Our focus is primarily on emergency room and pediatric physicians’ use of elbow splints, however other solutions such as casts and at-home solutions could be seen as existing options. A solution in function is a full arm cast, the challenge with the use of the cast under the same circumstances as a new break is that a splint is a temporary removable option. When a cast is applied to a break too early on, the swelling is too significant for the cast to be properly fitted immediately. Additionally, the patient often comes in overnight with a break, and an orthopedic surgeon is not working and able to properly assess the cast needs. With the added swelling, the doctors cannot easily see fractures at times, and without a removable option like a splint, the patient could have their break set wrong. 

There are additionally at-home splints that the patient can purchase themselves that come in a variety of materials and sizes. These splints come in materials similar to braces, ace bandages, and even plastic tubes that are inflated with air. These solutions, although beneficial later in the healing process do not allow for physicians and hospital staff to ensure that the arm is set at the proper angle and that the stiffness and sizing requirements are sufficient to fill a patient’s needs. 

For custom long-arm orthopedic splints, fiberglass such as fiberglass and plaster are the most popular materials utilized. Immobilization is provided to both the forearm and elbow and can be extended to the wrist as well depending on the patient’s need. In most soft tissue injuries, a sling provides adequate support. The preparation of the long arm splint is involved and requires the practitioner to measure the length of the patient’s arm and gather mold material and sugar tong to adequately form and support the cast. The posterior splint that goes under the patient’s arm is pre-measured before the application begins. For fiberglass for adults, the splints come pre-sized, but with pediatrics, the fiberglass must be cut to properly fit the pediatric patient. With plaster, up to ten layers are used in order to properly splint the arm. Prior to the splint and overwrap with an elastic bandage, the arm is wrapped in a web roll such as cotton gauze. (Walthall). With this method, the precut fiberglass is available for adult patients and is not readily available in a variety of sizes suitable to pediatric patients. Fiberglass when cut has sharp edges and produces microfilaments when cut making it dangerous in use. Plaster, as described, takes up to ten layers to properly secure a splint, which is considerably more time-consuming. These current methods take around twenty minutes as described by our client, and if done incorrectly consume more time. 
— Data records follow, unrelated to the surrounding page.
use std::{collections::HashSet, time::Duration};

use chrono::{DateTime, Utc};
use uuid::Uuid;

use super::{
    events::{EventEnvelope, JobEvent},
    run::{BestPointer, Run, RunItem, RunKind, RunOutcome, RunStatus},
};

/// Client-side reconstruction of a run from a snapshot plus events.
///
/// Safe to build from any point: duplicate items, replayed progress and anything after
/// the terminal event are ignored.
#[derive(Debug, Clone)]
pub struct RunView {
    pub run_id: Uuid,
    pub kind: Option<RunKind>,
    pub status: RunStatus,
    pub items: Vec<RunItem>,
    pub fraction: f64,
    pub completed: usize,
    pub total: usize,
    pub activity: String,
    pub best: Option<BestPointer>,
    pub outcome: Option<RunOutcome>,
    pub error: Option<String>,
    pub started_at: Option<DateTime<Utc>>,
    pub last_seq: u64,
    /// Events received after the terminal event.
    pub violations: usize,
    keys: HashSet<String>,
}

impl RunView {
    pub fn new(run_id: Uuid) -> Self {
        Self {
            run_id,
            kind: None,
            status: RunStatus::Pending,
            items: Vec::new(),
            fraction: 0.0,
            completed: 0,
            total: 0,
            activity: String::new(),
            best: None,
            outcome: None,
            error: None,
            started_at: None,
            last_seq: 0,
            violations: 0,
            keys: HashSet::new(),
        }
    }

    /// Starting point for a consumer that joins mid-run; subscribe with `after_seq = last_seq`.
    pub fn from_run(run: &Run) -> Self {
        let mut view = Self::new(run.id);
        view.kind = Some(run.kind);
        view.status = run.status;
        view.fraction = run.progress.fraction;
        view.completed = run.progress.completed;
        view.total = run.progress.total;
        view.activity = run.progress.activity.clone();
        view.best = run.best.clone();
        view.outcome = run.outcome.clone();
        view.error = run.error.clone();
        view.started_at = run.started_at.or(Some(run.created_at));
        view.last_seq = run.last_seq;
        for item in &run.items {
            view.push_item(item.clone());
        }
        view
    }

    pub fn is_finished(&self) -> bool {
        self.status.is_terminal()
    }

    /// Applies one event; returns whether it changed anything.
    pub fn apply(&mut self, envelope: &EventEnvelope) -> bool {
        if envelope.run_id != self.run_id {
            return false;
        }
        if self.is_finished() {
            if envelope.seq > self.last_seq {
                self.violations += 1;
            }
            return false;
        }
        self.last_seq = self.last_seq.max(envelope.seq);

        match &envelope.event {
            JobEvent::Start { kind } => {
                self.kind = Some(*kind);
                self.started_at.get_or_insert(envelope.at);
                if self.status == RunStatus::Pending {
                    self.status = RunStatus::Running;
                }
                true
            }
            JobEvent::Init { total, description } => {
                self.total = *total;
                self.activity = description.clone();
                self.status = RunStatus::Running;
                true
            }
            JobEvent::Progress {
                fraction,
                completed,
                total,
                activity,
            } => {
                self.activity = activity.clone();
                if *fraction + f64::EPSILON < self.fraction {
                    return false;
                }
                self.fraction = *fraction;
                self.completed = *completed;
                self.total = *total;
                self.status = RunStatus::Running;
                true
            }
            JobEvent::ItemResult { item } => self.push_item(item.clone()),
            JobEvent::Complete { best, outcome } => {
                self.status = RunStatus::Completed;
                self.fraction = 1.0;
                if best.is_some() {
                    self.best = best.clone();
                }
                if outcome.is_some() {
                    self.outcome = outcome.clone();
                }
                true
            }
            JobEvent::Failed { error, interrupted } => {
                self.status = if *interrupted {
                    RunStatus::Interrupted
                } else {
                    RunStatus::Failed
                };
                self.error = Some(error.clone());
                true
            }
            JobEvent::Cancelled => {
                self.status = RunStatus::Cancelled;
                true
            }
        }
    }

    fn push_item(&mut self, item: RunItem) -> bool {
        if !self.keys.insert(item.key()) {
            return false;
        }
        self.items.push(item);
        true
    }

    pub fn aggregate_score(&self) -> Option<f64> {
        if self.items.is_empty() {
            return None;
        }
        Some(self.items.iter().map(RunItem::score).sum::<f64>() / self.items.len() as f64)
    }

    /// Remaining time by linear extrapolation of elapsed time over completed fraction.
    pub fn eta(&self, now: DateTime<Utc>) -> Option<Duration> {
        if self.is_finished() || self.fraction <= 0.0 || self.fraction >= 1.0 {
            return None;
        }
        let elapsed = (now - self.started_at?).to_std().ok()?;
        let remaining = elapsed.as_secs_f64() * (1.0 - self.fraction) / self.fraction;
        Some(Duration::from_secs_f64(remaining))
    }
}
The current patents that reasonably exist within the scope of our product are primarily for adults. One current elbow splint patent maintains a portion of the splint that supports the palm and is only adjustable in the context of the angle the joint is held to for the purpose of carpal-tunnel patients and is not adjustable in size. (Heiter, 2016). Other patents cover casts as well as certain materials used in the casts. No current solutions for size-adjustable temporary elbow/forearm splints.